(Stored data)
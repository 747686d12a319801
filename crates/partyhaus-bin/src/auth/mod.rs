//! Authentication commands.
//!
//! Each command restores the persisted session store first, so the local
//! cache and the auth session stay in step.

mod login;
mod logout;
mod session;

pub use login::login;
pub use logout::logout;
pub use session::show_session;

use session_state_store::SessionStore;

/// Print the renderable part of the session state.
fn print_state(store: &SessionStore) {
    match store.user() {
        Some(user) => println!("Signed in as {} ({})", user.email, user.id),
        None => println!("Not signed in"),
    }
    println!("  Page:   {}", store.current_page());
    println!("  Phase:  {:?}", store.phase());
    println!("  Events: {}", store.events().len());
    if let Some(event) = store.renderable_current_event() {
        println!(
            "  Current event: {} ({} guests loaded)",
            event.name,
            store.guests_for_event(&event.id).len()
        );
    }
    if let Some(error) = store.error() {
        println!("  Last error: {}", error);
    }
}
* * *
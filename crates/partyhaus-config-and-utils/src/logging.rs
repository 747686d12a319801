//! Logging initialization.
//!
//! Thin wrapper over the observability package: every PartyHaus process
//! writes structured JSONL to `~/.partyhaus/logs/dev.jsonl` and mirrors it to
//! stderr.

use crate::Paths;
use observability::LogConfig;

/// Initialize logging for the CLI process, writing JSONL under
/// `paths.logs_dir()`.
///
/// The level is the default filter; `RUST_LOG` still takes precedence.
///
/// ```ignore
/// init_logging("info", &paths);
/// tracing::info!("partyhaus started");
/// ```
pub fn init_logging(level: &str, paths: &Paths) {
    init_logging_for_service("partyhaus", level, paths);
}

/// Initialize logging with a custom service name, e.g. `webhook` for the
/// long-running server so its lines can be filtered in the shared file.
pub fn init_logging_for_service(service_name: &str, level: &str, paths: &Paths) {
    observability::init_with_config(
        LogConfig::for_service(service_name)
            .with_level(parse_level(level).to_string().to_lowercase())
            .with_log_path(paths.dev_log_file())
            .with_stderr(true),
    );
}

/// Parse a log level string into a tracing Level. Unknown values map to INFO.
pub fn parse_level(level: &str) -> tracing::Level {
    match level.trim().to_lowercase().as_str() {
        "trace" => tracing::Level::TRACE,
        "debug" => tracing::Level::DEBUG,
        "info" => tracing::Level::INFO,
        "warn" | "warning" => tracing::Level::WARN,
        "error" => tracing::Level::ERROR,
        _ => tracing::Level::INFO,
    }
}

**AIM OF THE EXERCISE**
Every line above that holds the string "match" should be copied into the answer.

**EXERCISE RESULT**
    match store.user() {
    match level.trim().to_lowercase().as_str() {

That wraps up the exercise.